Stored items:
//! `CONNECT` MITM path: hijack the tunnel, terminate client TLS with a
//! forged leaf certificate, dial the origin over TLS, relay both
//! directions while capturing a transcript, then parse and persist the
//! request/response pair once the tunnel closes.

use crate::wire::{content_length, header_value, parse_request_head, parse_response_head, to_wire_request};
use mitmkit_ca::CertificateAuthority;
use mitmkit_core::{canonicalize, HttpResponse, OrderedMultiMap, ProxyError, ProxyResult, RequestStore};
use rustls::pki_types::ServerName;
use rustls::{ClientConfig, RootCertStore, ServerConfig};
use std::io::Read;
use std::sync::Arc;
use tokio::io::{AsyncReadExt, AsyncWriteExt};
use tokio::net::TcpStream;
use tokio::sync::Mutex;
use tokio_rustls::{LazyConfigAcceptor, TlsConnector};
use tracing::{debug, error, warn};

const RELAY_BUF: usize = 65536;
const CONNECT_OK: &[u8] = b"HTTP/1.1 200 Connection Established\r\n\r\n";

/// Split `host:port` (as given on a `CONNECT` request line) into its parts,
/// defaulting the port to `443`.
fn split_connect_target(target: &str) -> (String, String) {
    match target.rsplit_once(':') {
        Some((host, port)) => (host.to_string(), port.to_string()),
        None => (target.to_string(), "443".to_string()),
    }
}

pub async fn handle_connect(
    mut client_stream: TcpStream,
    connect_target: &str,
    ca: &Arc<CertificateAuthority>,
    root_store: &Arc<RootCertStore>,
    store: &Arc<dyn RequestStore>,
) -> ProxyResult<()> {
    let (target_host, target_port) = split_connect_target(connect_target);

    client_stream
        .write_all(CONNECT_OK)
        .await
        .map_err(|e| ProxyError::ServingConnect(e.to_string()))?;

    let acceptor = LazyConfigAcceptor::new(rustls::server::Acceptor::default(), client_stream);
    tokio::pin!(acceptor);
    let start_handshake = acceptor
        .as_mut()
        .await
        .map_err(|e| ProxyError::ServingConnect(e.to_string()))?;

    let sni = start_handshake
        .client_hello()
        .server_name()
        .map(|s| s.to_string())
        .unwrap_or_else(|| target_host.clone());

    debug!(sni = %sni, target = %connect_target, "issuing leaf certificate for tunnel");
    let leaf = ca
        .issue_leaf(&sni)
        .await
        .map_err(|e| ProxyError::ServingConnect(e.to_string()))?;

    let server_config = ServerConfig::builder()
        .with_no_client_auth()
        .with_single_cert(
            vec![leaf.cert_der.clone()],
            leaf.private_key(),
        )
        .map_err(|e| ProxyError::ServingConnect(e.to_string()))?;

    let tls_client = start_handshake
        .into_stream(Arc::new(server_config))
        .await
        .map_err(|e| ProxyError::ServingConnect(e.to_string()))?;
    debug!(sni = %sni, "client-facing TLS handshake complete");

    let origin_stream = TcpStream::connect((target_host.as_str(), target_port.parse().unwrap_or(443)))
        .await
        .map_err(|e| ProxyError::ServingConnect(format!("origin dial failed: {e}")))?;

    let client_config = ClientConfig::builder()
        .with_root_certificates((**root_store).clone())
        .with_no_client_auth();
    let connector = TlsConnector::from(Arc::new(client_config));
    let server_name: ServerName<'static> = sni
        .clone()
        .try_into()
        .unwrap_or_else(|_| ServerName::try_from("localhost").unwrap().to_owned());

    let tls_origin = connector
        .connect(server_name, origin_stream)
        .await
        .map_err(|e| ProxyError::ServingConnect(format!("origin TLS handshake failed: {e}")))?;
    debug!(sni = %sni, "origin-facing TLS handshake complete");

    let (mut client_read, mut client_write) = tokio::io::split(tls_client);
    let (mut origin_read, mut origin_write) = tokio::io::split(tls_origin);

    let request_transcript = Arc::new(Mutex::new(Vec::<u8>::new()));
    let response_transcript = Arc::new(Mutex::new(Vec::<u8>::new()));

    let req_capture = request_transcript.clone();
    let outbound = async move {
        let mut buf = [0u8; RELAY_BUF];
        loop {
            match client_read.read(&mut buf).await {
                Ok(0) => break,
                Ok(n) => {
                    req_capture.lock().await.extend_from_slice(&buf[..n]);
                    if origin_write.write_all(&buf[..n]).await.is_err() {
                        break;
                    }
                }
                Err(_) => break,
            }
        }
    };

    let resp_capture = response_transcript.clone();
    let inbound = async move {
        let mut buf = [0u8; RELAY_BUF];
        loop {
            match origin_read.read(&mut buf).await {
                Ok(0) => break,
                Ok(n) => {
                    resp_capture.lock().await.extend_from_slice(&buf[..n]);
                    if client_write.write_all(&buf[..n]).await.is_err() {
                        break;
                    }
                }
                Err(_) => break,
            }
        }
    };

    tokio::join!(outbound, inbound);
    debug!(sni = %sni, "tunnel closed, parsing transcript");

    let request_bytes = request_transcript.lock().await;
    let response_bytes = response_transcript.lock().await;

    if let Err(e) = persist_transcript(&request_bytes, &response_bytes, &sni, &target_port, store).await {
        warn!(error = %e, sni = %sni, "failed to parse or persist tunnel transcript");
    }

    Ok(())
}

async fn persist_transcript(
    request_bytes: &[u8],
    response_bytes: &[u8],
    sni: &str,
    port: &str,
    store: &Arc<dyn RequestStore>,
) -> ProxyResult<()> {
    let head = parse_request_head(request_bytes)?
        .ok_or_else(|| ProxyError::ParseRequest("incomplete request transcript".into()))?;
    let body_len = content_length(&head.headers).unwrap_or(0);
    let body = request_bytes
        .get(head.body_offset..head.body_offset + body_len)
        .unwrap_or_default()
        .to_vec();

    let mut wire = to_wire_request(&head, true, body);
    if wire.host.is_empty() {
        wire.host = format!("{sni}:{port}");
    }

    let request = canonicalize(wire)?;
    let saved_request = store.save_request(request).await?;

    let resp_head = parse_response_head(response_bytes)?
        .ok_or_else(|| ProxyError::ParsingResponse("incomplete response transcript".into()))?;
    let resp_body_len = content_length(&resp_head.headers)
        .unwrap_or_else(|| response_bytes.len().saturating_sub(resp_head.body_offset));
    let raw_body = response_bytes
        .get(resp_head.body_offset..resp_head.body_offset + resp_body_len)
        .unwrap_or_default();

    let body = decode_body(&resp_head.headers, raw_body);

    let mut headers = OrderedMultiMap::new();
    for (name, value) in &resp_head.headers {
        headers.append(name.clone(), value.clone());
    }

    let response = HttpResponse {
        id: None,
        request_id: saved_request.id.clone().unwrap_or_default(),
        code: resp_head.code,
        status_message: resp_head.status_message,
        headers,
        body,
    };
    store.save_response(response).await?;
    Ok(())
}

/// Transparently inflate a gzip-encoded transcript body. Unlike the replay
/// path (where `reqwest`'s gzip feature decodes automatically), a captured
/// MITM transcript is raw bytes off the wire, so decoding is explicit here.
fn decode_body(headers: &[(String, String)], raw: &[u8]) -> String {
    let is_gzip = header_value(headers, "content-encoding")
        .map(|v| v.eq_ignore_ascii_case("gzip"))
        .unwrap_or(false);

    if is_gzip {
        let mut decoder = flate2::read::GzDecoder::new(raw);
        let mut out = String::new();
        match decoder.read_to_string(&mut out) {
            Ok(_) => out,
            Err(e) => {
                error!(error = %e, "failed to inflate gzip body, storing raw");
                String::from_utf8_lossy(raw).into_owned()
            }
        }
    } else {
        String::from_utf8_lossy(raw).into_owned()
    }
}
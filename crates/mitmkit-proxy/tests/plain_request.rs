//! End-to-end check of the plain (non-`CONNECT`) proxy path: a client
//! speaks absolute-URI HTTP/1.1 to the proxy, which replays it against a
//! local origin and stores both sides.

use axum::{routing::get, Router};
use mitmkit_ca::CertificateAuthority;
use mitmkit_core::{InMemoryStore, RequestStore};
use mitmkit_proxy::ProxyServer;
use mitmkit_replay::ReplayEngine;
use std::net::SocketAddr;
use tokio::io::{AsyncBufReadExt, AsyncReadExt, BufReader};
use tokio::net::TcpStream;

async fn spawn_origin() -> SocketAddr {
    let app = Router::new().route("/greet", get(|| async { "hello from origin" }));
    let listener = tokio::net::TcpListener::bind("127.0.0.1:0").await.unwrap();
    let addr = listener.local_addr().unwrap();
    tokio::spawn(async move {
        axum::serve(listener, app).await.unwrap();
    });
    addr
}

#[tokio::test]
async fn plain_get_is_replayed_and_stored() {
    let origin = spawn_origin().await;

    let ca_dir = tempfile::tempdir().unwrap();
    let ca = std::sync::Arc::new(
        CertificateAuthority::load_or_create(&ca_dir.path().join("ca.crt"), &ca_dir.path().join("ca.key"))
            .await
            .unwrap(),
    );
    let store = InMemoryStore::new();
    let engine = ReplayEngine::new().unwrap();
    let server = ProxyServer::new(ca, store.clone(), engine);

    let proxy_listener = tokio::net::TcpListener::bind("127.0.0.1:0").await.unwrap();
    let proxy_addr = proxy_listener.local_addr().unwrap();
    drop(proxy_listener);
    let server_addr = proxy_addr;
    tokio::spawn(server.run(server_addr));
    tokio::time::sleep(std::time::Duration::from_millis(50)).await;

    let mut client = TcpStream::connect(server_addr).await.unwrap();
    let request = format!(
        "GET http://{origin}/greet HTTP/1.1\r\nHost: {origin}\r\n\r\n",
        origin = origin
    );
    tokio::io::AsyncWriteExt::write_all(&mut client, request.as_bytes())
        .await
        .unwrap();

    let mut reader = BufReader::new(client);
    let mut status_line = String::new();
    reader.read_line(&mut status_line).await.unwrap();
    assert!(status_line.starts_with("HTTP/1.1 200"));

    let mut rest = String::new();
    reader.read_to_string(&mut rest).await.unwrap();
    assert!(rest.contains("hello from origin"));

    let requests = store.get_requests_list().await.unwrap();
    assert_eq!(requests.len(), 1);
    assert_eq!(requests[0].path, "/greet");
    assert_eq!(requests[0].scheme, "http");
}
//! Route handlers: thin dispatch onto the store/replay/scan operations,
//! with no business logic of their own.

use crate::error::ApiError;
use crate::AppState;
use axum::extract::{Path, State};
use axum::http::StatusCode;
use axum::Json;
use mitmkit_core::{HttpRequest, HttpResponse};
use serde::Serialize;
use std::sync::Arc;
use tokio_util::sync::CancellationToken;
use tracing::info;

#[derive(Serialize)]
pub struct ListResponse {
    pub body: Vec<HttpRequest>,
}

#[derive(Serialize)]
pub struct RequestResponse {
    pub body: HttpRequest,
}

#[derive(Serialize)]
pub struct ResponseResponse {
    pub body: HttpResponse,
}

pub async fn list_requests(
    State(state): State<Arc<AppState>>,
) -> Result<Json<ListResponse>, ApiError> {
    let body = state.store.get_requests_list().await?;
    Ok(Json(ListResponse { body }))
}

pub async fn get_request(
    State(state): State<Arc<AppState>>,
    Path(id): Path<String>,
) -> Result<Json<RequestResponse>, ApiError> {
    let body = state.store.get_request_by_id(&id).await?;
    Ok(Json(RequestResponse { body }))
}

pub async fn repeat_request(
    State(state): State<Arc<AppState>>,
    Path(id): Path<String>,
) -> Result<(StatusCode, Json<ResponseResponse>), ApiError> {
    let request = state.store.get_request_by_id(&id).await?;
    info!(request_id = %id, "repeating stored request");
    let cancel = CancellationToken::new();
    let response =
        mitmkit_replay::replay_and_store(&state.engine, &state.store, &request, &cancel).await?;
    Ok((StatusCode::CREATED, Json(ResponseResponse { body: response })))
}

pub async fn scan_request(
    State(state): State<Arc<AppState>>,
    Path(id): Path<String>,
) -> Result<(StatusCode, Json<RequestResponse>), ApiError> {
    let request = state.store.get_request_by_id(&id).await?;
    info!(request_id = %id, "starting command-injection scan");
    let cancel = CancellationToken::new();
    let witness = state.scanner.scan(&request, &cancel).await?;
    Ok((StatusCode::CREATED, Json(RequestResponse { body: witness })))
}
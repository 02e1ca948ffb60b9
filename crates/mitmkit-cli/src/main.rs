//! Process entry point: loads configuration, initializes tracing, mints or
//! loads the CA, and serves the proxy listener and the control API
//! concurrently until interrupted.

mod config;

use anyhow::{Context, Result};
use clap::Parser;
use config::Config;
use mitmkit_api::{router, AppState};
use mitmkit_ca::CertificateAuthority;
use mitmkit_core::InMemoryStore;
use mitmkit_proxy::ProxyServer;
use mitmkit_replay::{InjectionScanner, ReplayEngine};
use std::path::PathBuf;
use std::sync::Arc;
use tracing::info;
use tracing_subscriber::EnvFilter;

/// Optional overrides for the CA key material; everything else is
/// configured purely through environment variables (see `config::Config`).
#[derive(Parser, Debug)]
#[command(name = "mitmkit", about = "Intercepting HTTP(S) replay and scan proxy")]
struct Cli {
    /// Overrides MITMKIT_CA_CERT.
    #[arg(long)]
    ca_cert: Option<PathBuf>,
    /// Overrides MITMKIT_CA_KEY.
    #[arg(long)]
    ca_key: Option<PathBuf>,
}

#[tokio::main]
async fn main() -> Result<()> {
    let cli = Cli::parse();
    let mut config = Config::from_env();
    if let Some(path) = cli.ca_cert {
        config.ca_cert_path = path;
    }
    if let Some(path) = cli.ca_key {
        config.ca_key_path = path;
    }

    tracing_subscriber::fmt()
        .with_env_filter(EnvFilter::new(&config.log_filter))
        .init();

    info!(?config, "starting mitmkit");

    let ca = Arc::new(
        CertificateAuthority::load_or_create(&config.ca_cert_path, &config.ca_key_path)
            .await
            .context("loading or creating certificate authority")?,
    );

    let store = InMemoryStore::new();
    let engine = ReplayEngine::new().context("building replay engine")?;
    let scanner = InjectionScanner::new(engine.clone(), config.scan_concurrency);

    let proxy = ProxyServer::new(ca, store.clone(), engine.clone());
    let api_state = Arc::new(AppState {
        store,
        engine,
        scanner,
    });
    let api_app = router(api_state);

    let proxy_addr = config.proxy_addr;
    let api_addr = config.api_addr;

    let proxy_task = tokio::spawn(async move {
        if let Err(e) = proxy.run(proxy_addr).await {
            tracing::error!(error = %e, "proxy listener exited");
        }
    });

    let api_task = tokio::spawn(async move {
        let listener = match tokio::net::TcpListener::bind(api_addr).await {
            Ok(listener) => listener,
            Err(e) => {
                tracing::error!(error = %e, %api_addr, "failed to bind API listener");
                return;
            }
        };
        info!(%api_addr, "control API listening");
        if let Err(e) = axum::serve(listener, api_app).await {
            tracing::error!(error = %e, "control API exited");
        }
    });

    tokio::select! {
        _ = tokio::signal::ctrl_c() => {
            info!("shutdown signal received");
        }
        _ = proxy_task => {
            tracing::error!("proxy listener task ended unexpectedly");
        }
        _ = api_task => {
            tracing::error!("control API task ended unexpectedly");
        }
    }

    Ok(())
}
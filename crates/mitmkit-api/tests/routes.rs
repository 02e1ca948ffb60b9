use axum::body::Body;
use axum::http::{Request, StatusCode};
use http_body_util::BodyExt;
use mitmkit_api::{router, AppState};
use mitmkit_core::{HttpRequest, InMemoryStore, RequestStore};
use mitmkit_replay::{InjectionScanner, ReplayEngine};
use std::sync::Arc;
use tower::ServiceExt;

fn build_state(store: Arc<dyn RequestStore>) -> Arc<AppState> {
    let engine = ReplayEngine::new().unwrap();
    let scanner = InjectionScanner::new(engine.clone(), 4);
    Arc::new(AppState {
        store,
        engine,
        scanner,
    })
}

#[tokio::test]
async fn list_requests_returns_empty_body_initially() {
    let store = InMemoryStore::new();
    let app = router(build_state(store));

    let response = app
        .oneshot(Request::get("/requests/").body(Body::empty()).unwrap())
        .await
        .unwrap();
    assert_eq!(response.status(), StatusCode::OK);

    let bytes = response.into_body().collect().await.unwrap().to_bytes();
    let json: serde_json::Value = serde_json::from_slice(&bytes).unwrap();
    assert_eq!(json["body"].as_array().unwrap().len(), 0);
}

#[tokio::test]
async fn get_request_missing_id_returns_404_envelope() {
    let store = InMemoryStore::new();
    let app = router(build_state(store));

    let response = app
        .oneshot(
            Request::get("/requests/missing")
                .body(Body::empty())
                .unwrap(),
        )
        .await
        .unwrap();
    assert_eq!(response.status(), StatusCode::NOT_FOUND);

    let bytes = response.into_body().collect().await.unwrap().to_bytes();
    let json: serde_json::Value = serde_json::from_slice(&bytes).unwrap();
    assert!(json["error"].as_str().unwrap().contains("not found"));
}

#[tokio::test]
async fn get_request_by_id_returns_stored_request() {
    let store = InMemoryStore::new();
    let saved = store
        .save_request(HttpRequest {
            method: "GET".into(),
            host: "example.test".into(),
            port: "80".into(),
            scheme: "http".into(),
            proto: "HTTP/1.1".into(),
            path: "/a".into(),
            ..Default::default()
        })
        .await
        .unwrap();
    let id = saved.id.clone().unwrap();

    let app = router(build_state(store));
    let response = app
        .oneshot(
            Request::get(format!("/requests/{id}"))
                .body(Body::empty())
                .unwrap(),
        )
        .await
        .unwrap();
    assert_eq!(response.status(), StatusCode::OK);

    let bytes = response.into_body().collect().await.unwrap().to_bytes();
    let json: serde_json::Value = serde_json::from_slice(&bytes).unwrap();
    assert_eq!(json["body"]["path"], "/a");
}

Task to complete: State the number of lines in the preceding entries that include the word "scheme". Provide nothing else.

Response area: 2